In a recent breast cancer study, microarray expression experiments were conducted for 295 primary invasive breast carcinoma samples (Chang et al. 2005; van de Vijver et al. 2002). Raw array data and patient clinical outcomes for 244 of these samples are available on-line and are used in this paper. Data can be downloaded at http://microarray-pubs.stanford.edu/wound_NKI/explore.html. To globally characterize the association among thousands of mRNA expression levels in this group of patients, we apply the space method on this data set as follows. First, for each expression array, we perform the global normalization by centering the mean to zero and scaling the median absolute deviation to one. Then we focus on a subset of p = 1217 genes/clones whose expression levels are significantly associated with tumor progression (p-values from univariate Cox models < 0.0008, corresponding FDR = 0.01). We estimate the partial correlation matrix of these 1217 genes with space.dew for a series of λ values. The degree distribution of the inferred network is heavily skewed to the right. Specifically, when 629 edges are detected, 598 out of the 1217 genes do not connect to any other genes, while five genes have degrees of at least 10. The power-law parameter of this degree distribution is α = 2.56 , which is consistent with the findings in the literature for GRNs (Newman 2003). The topology of the inferred network is shown in Figure 5(a), which supports the statement that genetic pathways consist of many genes with few interactions and a few hub genes with many interactions.

Figure 5.

Results for the breast cancer expression data set.

We then search for potential hub genes by ranking nodes according to their degrees. There are 11 candidate hub genes whose degrees consistently rank the highest under various λ [see Figure 5(b)]. Among these 11 genes, five are important known regulators in breast cancer. For example, HNF3A (also known as FOXA1 ) is a transcription factor expressed predominantly in a subtype of breast cancer, which regulates the expression of the cell cycle inhibitor p27kip1 and the cell adhesion molecule E-cadherin. This gene is essential for the expression of approximately 50% of estrogene-regulated genes and has the potential to serve as a therapeutic target (Nakshatri and Badve 2007). Except for HNF3A, all the other 10 hub genes fall in the same big network component related to cell cycle/proliferation. This is not surprising as it is well-agreed that cell cycle/proliferation signature is prognostic for breast cancer.
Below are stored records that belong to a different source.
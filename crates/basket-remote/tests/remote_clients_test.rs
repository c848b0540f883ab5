//! Integration tests for the HTTP product and stock clients.

use std::time::Duration;

use basket_core::basket::ProductId;
use basket_core::error::RemoteError;
use basket_core::product::ProductClient;
use basket_core::stock::StockClient;
use basket_remote::{HttpProductClient, HttpStockClient, build_client};
use httpmock::prelude::*;
use serde_json::json;

fn product_json(id: &str) -> serde_json::Value {
    json!({
        "id": id,
        "name": format!("Product {id}"),
        "code": format!("CODE-{id}"),
        "color": "red",
        "price": 9.99,
        "image_url": format!("https://img.example.com/{id}.png"),
        "type": "apparel",
        "created_at": "2026-01-15T10:00:00Z",
        "updated_at": "2026-01-15T10:00:00Z"
    })
}

fn client() -> reqwest::Client {
    build_client(Duration::from_secs(5)).unwrap()
}

// --- products ---

#[tokio::test]
async fn test_get_product_by_id_decodes_product() {
    // Arrange
    let server = MockServer::start_async().await;
    let mock = server
        .mock_async(|when, then| {
            when.method(GET).path("/api/v1/products/p1");
            then.status(200).json_body(product_json("p1"));
        })
        .await;
    let products = HttpProductClient::new(client(), server.base_url());

    // Act
    let product = products.get_by_id(&ProductId::from("p1")).await.unwrap();

    // Assert
    mock.assert_async().await;
    assert_eq!(product.id, ProductId::from("p1"));
    assert_eq!(product.product_type, "apparel");
    assert!((product.price - 9.99).abs() < f64::EPSILON);
}

#[tokio::test]
async fn test_get_product_by_id_maps_error_bag_to_status_error() {
    let server = MockServer::start_async().await;
    server
        .mock_async(|when, then| {
            when.method(GET).path("/api/v1/products/missing");
            then.status(400)
                .json_body(json!({ "code": 20001, "message": "Product not found." }));
        })
        .await;
    let products = HttpProductClient::new(client(), server.base_url());

    let result = products.get_by_id(&ProductId::from("missing")).await;

    match result {
        Err(RemoteError::Status {
            status,
            code,
            message,
        }) => {
            assert_eq!(status, 400);
            assert_eq!(code, Some(20001));
            assert_eq!(message, "Product not found.");
        }
        other => panic!("expected status error, got {other:?}"),
    }
}

#[tokio::test]
async fn test_get_products_by_ids_posts_ids_in_one_call() {
    // Arrange
    let server = MockServer::start_async().await;
    let mock = server
        .mock_async(|when, then| {
            when.method(POST)
                .path("/api/v1/products/bulk")
                .json_body(json!({ "ids": ["p1", "p2"] }));
            then.status(200)
                .json_body(json!({ "products": [product_json("p1"), product_json("p2")] }));
        })
        .await;
    let products = HttpProductClient::new(client(), format!("{}/", server.base_url()));

    // Act
    let resolved = products
        .get_by_ids(&[ProductId::from("p1"), ProductId::from("p2")])
        .await
        .unwrap();

    // Assert
    mock.assert_hits_async(1).await;
    let ids: Vec<&str> = resolved.iter().map(|p| p.id.as_str()).collect();
    assert_eq!(ids, vec!["p1", "p2"]);
}

#[tokio::test]
async fn test_get_products_by_ids_rejects_malformed_body() {
    let server = MockServer::start_async().await;
    server
        .mock_async(|when, then| {
            when.method(POST).path("/api/v1/products/bulk");
            then.status(200).body("not json");
        })
        .await;
    let products = HttpProductClient::new(client(), server.base_url());

    let result = products.get_by_ids(&[ProductId::from("p1")]).await;

    assert!(matches!(result, Err(RemoteError::Decode(_))));
}

#[tokio::test]
async fn test_get_products_by_ids_accepts_camel_case_products() {
    // Arrange
    let server = MockServer::start_async().await;
    server
        .mock_async(|when, then| {
            when.method(POST).path("/api/v1/products/bulk");
            then.status(200).json_body(json!({
                "products": [
                    {
                        "id": "p1",
                        "name": "Product p1",
                        "code": "CODE-p1",
                        "color": "red",
                        "createdAt": "2026-01-15T10:00:00Z",
                        "updatedAt": "2026-01-16T10:00:00Z",
                        "price": 9.99,
                        "imageURL": "https://img.example.com/p1.png",
                        "type": "apparel"
                    },
                    { "id": "p2", "name": "Product p2" }
                ]
            }));
        })
        .await;
    let products = HttpProductClient::new(client(), server.base_url());

    // Act
    let resolved = products
        .get_by_ids(&[ProductId::from("p1"), ProductId::from("p2")])
        .await
        .unwrap();

    // Assert
    assert_eq!(resolved.len(), 2);
    assert_eq!(resolved[0].image_url, "https://img.example.com/p1.png");
    assert_eq!(
        resolved[0].updated_at.to_rfc3339(),
        "2026-01-16T10:00:00+00:00"
    );
    assert_eq!(resolved[1].created_at.timestamp(), 0);
}

// --- stock ---

#[tokio::test]
async fn test_is_available_posts_product_and_quantity() {
    // Arrange
    let server = MockServer::start_async().await;
    let mock = server
        .mock_async(|when, then| {
            when.method(POST)
                .path("/api/v1/stocks/availability")
                .json_body(json!({ "product_id": "p1", "quantity": 2 }));
            then.status(200).json_body(json!({ "is_available": false }));
        })
        .await;
    let stock = HttpStockClient::new(client(), server.base_url());

    // Act
    let available = stock.is_available(&ProductId::from("p1"), 2).await.unwrap();

    // Assert
    mock.assert_async().await;
    assert!(!available);
}

#[tokio::test]
async fn test_is_available_treats_missing_flag_as_unavailable() {
    // Arrange
    let server = MockServer::start_async().await;
    server
        .mock_async(|when, then| {
            when.method(POST).path("/api/v1/stocks/availability");
            then.status(200).json_body(json!({}));
        })
        .await;
    let stock = HttpStockClient::new(client(), server.base_url());

    // Act
    let available = stock.is_available(&ProductId::from("p1"), 2).await;

    // Assert
    assert!(matches!(available, Ok(false)));
}

#[tokio::test]
async fn test_reserve_puts_and_decodes_stock() {
    let server = MockServer::start_async().await;
    let mock = server
        .mock_async(|when, then| {
            when.method(PUT)
                .path("/api/v1/stocks/reserve")
                .json_body(json!({ "product_id": "p1", "quantity": 2 }));
            then.status(200).json_body(json!({
                "id": "s-1",
                "product_id": "p1",
                "quantity": 10,
                "reserved_quantity": 2,
                "created_at": "2026-01-15T10:00:00Z",
                "updated_at": "2026-01-15T10:00:00Z"
            }));
        })
        .await;
    let stock = HttpStockClient::new(client(), server.base_url());

    let reserved = stock.reserve(&ProductId::from("p1"), 2).await.unwrap();

    mock.assert_async().await;
    assert_eq!(reserved.reserved_quantity, 2);
    assert_eq!(reserved.product_id, ProductId::from("p1"));
}

#[tokio::test]
async fn test_reserve_without_error_bag_uses_status_reason() {
    let server = MockServer::start_async().await;
    server
        .mock_async(|when, then| {
            when.method(PUT).path("/api/v1/stocks/reserve");
            then.status(503);
        })
        .await;
    let stock = HttpStockClient::new(client(), server.base_url());

    let result = stock.reserve(&ProductId::from("p1"), 1).await;

    assert!(matches!(
        result,
        Err(RemoteError::Status { status: 503, code: None, ref message }) if message == "Service Unavailable"
    ));
}

#[tokio::test]
async fn test_slow_service_is_a_transport_error() {
    let server = MockServer::start_async().await;
    server
        .mock_async(|when, then| {
            when.method(POST).path("/api/v1/stocks/availability");
            then.status(200)
                .delay(Duration::from_millis(500))
                .json_body(json!({ "is_available": true }));
        })
        .await;
    let stock = HttpStockClient::new(
        build_client(Duration::from_millis(50)).unwrap(),
        server.base_url(),
    );

    let result = stock.is_available(&ProductId::from("p1"), 1).await;

    assert!(matches!(result, Err(RemoteError::Transport(_))));
}

#[tokio::test]
async fn test_unreachable_service_is_a_transport_error() {
    let products = HttpProductClient::new(client(), "http://127.0.0.1:1");

    let result = products.get_by_id(&ProductId::from("p1")).await;

    assert!(matches!(result, Err(RemoteError::Transport(_))));
}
Specifically, KNSL6, STK12, RAD54L and BUB1 have been previously reported to play a role in breast cancer: KNSL6 (also known as KIF2C) is important for anaphase chromosome segregation and centromere separation, which is overexpressed in breast cancer cells but expressed undetectably in other human tissues except testis (Shimo et al. 2008); STK12 (also known as AURKB) regulates chromosomal segregation during mitosis as well as meiosis, whose LOH contributes to an increased breast cancer risk and may influence the therapy outcome (Tchatchou et al. 2007); RAD54L is a recombinational repair protein associated with tumor suppressors BRCA1 and BRCA2, whose mutation leads to defect in repair processes involving homologous recombination and triggers the tumor development (Matsuda et al. 1999); in the end, BUB1 is a spindle checkpoint gene and belongs to the BML-1 oncogene-driven pathway, whose activation contributes to the survival life cycle of cancer stem cells and promotes tumor progression. The roles of the other six hub genes in breast cancer are worth of further investigation. The functions of all hub genes are briefly summarized in Table 4.

Table 4.

Annotation of hub genes

Index	Gene Symbol	Summary Function (GO)
1	CENPA	Encodes a centromere protein (nucleosome assembly)
2	NA.	Annotation not available
3	KNSL6	Anaphase chromosome segregation (cell proliferation)
4	STK12	Regulation of chromosomal segregation (cell cycle)
5	NA.	Annotation not available
6	URLC9	Annotation not available (up-regulated in lung cancer)
7	HNF3A	Transcriptional factor activity (epithelial cell differentiation)
8	TPX2	Spindle formation (cell proliferation)
9	RAD54L	Homologous recombination related DNA repair (meiosis)
10	ID-GAP	Stimulate GTP hydrolysis (cell cycle)
11	BUB1	Spindle checkpoint (cell cycle)

5 ASYMPTOTICS

In this section, we show that under appropriate conditions, the space procedure achieves both model selection consistency and estimation consistency. Use $\stackrel{‒}{\theta }$ and $\stackrel{‒}{\sigma }$ to denote the true parameters of θ and σ. As discussed in Section 2.1, when σ is given, θ is estimated by solving the following ${\ell }_1$ penalization problem:

$${\widehat{\theta }}^{{\lambda }_n}\left(\sigma \right)=\text{arg}\underset{\theta }{\text{min}}{L}_n(\theta ,\sigma ,\mathbf{Y})+{\lambda }_n{\Vert \theta \Vert }_1,$$ (9)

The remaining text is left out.